- _Instructions to follow_
Reproduce, from the lines below, exactly the stretch that begins at the line containing "use rand::Rng;" and ends at the line containing "pub enum ValueGenerator", both included.

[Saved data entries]

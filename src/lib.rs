//! `csv-seeder` turns pasted CSV text into validated rows and inserts them into a store.
//!
//! The flow has four steps, each usable on its own:
//!
//! - [`ingestion::parse_csv_text`]: pasted text to [`types::ParsedRow`]s (header line gives the keys)
//! - [`ingestion::validate_rows`]: shape checks against a [`types::ColumnSet`]
//! - [`generation`]: example CSV and an LLM prompt describing the declared columns
//! - [`import::ImportAction::run`]: foreign-key reconciliation and a transactional batch insert
//!
//! [`ingestion::parse_and_validate`] and [`ingestion::submit_pasted`] wire the first two together
//! and report outcomes to an optional [`ingestion::ImportObserver`].
//!
//! ## Quick example: paste, validate, import
//!
//! ```rust
//! use std::sync::Arc;
//!
//! use csv_seeder::import::ImportAction;
//! use csv_seeder::ingestion::{parse_and_validate, ImportOptions, ValidationOutcome};
//! use csv_seeder::persistence::MemoryStore;
//! use csv_seeder::presets::user_columns;
//! use csv_seeder::types::{EntityKind, ImportBatch, UserId};
//!
//! # fn main() -> Result<(), csv_seeder::ImportError> {
//! let text = "name,email,role_id,status\n\
//!             Ada Lovelace,ada@example.com,1,active\n\
//!             Grace Hopper,grace@example.com,3,pending";
//! let options = ImportOptions::default();
//!
//! let rows = match parse_and_validate(text, &user_columns(), &options) {
//!     ValidationOutcome::Accepted(rows) => rows,
//!     ValidationOutcome::Rejected(problems) => panic!("{problems:?}"),
//! };
//!
//! let store = Arc::new(MemoryStore::new());
//! let action = ImportAction::new(Arc::clone(&store), options)?;
//! let result = action.run(ImportBatch::new(EntityKind::User, rows), &UserId::new("admin"));
//! assert_eq!(result.count(), Some(2));
//! # Ok(())
//! # }
//! ```
//!
//! ## Modules
//!
//! - [`ingestion`]: parser, validator, unified entrypoints and observers
//! - [`generation`]: value generators, example CSV and prompt text
//! - [`import`]: the ingestion action
//! - [`persistence`]: the [`persistence::Store`] trait with in-memory and SQLite implementations
//! - [`execution`]: bounded parallel execution used for concurrent creates
//! - [`presets`]: built-in column declaration sets
//! - [`config`]: deserializable settings
//! - [`types`]: declarations, rows and entity kinds
//! - [`error`]: error types

pub mod config;
pub mod error;
pub mod execution;
pub mod generation;
pub mod import;
pub mod ingestion;
pub mod persistence;
pub mod presets;
pub mod types;

pub use error::{ImportError, ImportResult};
//! Named value generators for example data.

use std::fmt;
use std::str::FromStr;

use chrono::{SecondsFormat, TimeDelta, Utc};
use rand::Rng;

use crate::error::ImportError;

/// A generator for one kind of synthetic value.
///
/// Declarations refer to generators by dotted hint (`"commerce.productName"`); hints are
/// resolved through [`FromStr`] when the declaration is built.
#[derive(Debug, Clone, Copy, PartialEq, Eq, Hash)]
pub enum ValueGenerator {
    ProductName,
    ProductDescription,
    Department,
    ProductAdjective,
    Sentence,
    Paragraph,
    FullName,
    Email,
    PhoneNumber,
    StreetAddress,
    City,
    Country,
    RecentDate,
    Uuid,
}

const ALL: [ValueGenerator; 14] = [
    ValueGenerator::ProductName,
    ValueGenerator::ProductDescription,
    ValueGenerator::Department,
    ValueGenerator::ProductAdjective,
    ValueGenerator::Sentence,
    ValueGenerator::Paragraph,
    ValueGenerator::FullName,
    ValueGenerator::Email,
    ValueGenerator::PhoneNumber,
    ValueGenerator::StreetAddress,
    ValueGenerator::City,
    ValueGenerator::Country,
    ValueGenerator::RecentDate,
    ValueGenerator::Uuid,
];

const FIRST_NAMES: &[&str] = &[
    "Ada", "Grace", "Alan", "Edsger", "Barbara", "Donald", "Frances", "Ken", "Margaret", "Niklaus",
    "Radia", "Tim",
];
const LAST_NAMES: &[&str] = &[
    "Lovelace", "Hopper", "Turing", "Dijkstra", "Liskov", "Knuth", "Allen", "Thompson", "Hamilton",
    "Wirth", "Perlman", "Berners-Lee",
];
const EMAIL_DOMAINS: &[&str] = &["example.com", "example.org", "mail.test", "inbox.test"];
const ADJECTIVES: &[&str] = &[
    "Ergonomic", "Handcrafted", "Sleek", "Rustic", "Refined", "Practical", "Compact", "Durable",
    "Generic", "Luxurious",
];
const MATERIALS: &[&str] = &[
    "Steel", "Wooden", "Cotton", "Granite", "Plastic", "Bamboo", "Ceramic", "Leather",
];
const PRODUCTS: &[&str] = &[
    "Chair", "Lamp", "Keyboard", "Backpack", "Kettle", "Bicycle", "Notebook", "Table", "Jacket",
    "Speaker",
];
const DEPARTMENTS: &[&str] = &[
    "Electronics", "Clothing", "Books", "Home", "Garden", "Sports", "Toys", "Grocery", "Beauty",
    "Automotive",
];
const WORDS: &[&str] = &[
    "lorem", "ipsum", "dolor", "sit", "amet", "consectetur", "adipiscing", "elit", "sed", "do",
    "eiusmod", "tempor", "incididunt", "ut", "labore", "et", "dolore", "magna", "aliqua",
];
const STREETS: &[&str] = &[
    "Main Street", "Oak Avenue", "Maple Drive", "Cedar Lane", "Elm Road", "Park Place",
    "Hill Street", "Lake View",
];
const CITIES: &[&str] = &[
    "Springfield", "Riverton", "Lakeside", "Fairview", "Georgetown", "Kingston", "Ashford",
    "Milton",
];
const COUNTRIES: &[&str] = &[
    "Portugal", "Canada", "Japan", "Kenya", "Chile", "Norway", "India", "New Zealand",
];

impl ValueGenerator {
    /// The dotted hint naming this generator.
    pub fn hint(&self) -> &'static str {
        match self {
            Self::ProductName => "commerce.productName",
            Self::ProductDescription => "commerce.productDescription",
            Self::Department => "commerce.department",
            Self::ProductAdjective => "commerce.productAdjective",
            Self::Sentence => "lorem.sentence",
            Self::Paragraph => "lorem.paragraph",
            Self::FullName => "person.fullName",
            Self::Email => "internet.email",
            Self::PhoneNumber => "phone.number",
            Self::StreetAddress => "location.streetAddress",
            Self::City => "location.city",
            Self::Country => "location.country",
            Self::RecentDate => "date.recent",
            Self::Uuid => "string.uuid",
        }
    }

    /// Generator implied by a well-known column key, if any.
    pub fn for_key(key: &str) -> Option<Self> {
        match key.to_ascii_lowercase().as_str() {
            "name" | "fullname" => Some(Self::FullName),
            "email" => Some(Self::Email),
            "phone" => Some(Self::PhoneNumber),
            "address" => Some(Self::StreetAddress),
            "city" => Some(Self::City),
            "country" => Some(Self::Country),
            "description" | "text" => Some(Self::Sentence),
            "id" => Some(Self::Uuid),
            _ => None,
        }
    }

    /// Produce one value.
    pub fn generate<R: Rng>(&self, rng: &mut R) -> String {
        match self {
            Self::ProductName => format!(
                "{} {} {}",
                pick(rng, ADJECTIVES),
                pick(rng, MATERIALS),
                pick(rng, PRODUCTS)
            ),
            Self::ProductDescription => format!(
                "The {} {} {} is built for everyday use and {}.",
                pick(rng, ADJECTIVES).to_lowercase(),
                pick(rng, MATERIALS).to_lowercase(),
                pick(rng, PRODUCTS).to_lowercase(),
                sentence_body(rng, 5)
            ),
            Self::Department => pick(rng, DEPARTMENTS).to_string(),
            Self::ProductAdjective => pick(rng, ADJECTIVES).to_string(),
            Self::Sentence => sentence(rng),
            Self::Paragraph => {
                let n = rng.random_range(3..=5);
                (0..n).map(|_| sentence(rng)).collect::<Vec<_>>().join(" ")
            }
            Self::FullName => format!("{} {}", pick(rng, FIRST_NAMES), pick(rng, LAST_NAMES)),
            Self::Email => format!(
                "{}.{}{}@{}",
                pick(rng, FIRST_NAMES).to_lowercase(),
                pick(rng, LAST_NAMES).to_lowercase(),
                rng.random_range(1..100),
                pick(rng, EMAIL_DOMAINS)
            ),
            Self::PhoneNumber => format!(
                "({:03}) {:03}-{:04}",
                rng.random_range(200..1000),
                rng.random_range(200..1000),
                rng.random_range(0..10_000)
            ),
            Self::StreetAddress => {
                format!("{} {}", rng.random_range(1..2_000), pick(rng, STREETS))
            }
            Self::City => pick(rng, CITIES).to_string(),
            Self::Country => pick(rng, COUNTRIES).to_string(),
            Self::RecentDate => {
                let back = TimeDelta::seconds(rng.random_range(0..7 * 24 * 60 * 60));
                (Utc::now() - back).to_rfc3339_opts(SecondsFormat::Secs, true)
            }
            Self::Uuid => uuid::Builder::from_random_bytes(rng.random())
                .into_uuid()
                .to_string(),
        }
    }
}

impl FromStr for ValueGenerator {
    type Err = ImportError;

    fn from_str(s: &str) -> Result<Self, Self::Err> {
        ALL.iter()
            .copied()
            .find(|g| g.hint() == s)
            .ok_or_else(|| ImportError::InvalidDeclaration {
                message: format!("unknown generator hint '{s}'"),
            })
    }
}

impl fmt::Display for ValueGenerator {
    fn fmt(&self, f: &mut fmt::Formatter<'_>) -> fmt::Result {
        f.write_str(self.hint())
    }
}

fn pick<'a, R: Rng>(rng: &mut R, items: &[&'a str]) -> &'a str {
    items[rng.random_range(0..items.len())]
}

fn sentence_body<R: Rng>(rng: &mut R, words: usize) -> String {
    (0..words)
        .map(|_| pick(rng, WORDS))
        .collect::<Vec<_>>()
        .join(" ")
}

fn sentence<R: Rng>(rng: &mut R) -> String {
    let words = rng.random_range(4..=9);
    let body = sentence_body(rng, words);
    let mut chars = body.chars();
    match chars.next() {
        Some(first) => format!("{}{}.", first.to_ascii_uppercase(), chars.as_str()),
        None => String::new(),
    }
}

- _Solution_
use rand::Rng;

use crate::error::ImportError;

/// A generator for one kind of synthetic value.
///
/// Declarations refer to generators by dotted hint (`"commerce.productName"`); hints are
/// resolved through [`FromStr`] when the declaration is built.
#[derive(Debug, Clone, Copy, PartialEq, Eq, Hash)]
pub enum ValueGenerator {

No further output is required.